--- Entries shown ---

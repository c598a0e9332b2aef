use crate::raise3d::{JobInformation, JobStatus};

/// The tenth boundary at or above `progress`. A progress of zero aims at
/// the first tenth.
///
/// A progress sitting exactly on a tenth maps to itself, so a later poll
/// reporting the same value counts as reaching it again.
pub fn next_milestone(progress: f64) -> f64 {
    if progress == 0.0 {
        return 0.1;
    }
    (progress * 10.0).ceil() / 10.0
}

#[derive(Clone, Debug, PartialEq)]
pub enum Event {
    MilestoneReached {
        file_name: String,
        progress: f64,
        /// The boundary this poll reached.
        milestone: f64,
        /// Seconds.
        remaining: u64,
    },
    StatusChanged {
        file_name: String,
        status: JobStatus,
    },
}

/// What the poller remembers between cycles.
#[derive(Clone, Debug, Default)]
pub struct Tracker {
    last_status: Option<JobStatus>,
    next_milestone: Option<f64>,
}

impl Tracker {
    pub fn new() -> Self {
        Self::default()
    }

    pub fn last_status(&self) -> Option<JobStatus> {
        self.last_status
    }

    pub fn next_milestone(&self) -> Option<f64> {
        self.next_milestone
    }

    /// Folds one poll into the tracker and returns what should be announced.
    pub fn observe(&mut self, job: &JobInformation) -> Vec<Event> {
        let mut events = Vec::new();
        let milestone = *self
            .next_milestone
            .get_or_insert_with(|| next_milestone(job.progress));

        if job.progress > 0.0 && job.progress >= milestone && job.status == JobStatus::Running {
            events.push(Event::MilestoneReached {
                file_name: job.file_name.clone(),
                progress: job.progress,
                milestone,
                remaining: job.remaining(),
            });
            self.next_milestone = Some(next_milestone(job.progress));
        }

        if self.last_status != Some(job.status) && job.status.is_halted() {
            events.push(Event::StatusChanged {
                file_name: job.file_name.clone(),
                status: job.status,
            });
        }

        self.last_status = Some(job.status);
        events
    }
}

---

◆ Problem statement
Send back the lines of the records word for word, from the very first through the line containing "a later poll".

◆ Task answer
repository c598a0e9332b2aef
use crate::raise3d::{JobInformation, JobStatus};

/// The tenth boundary at or above `progress`. A progress of zero aims at
/// the first tenth.
///
/// A progress sitting exactly on a tenth maps to itself, so a later poll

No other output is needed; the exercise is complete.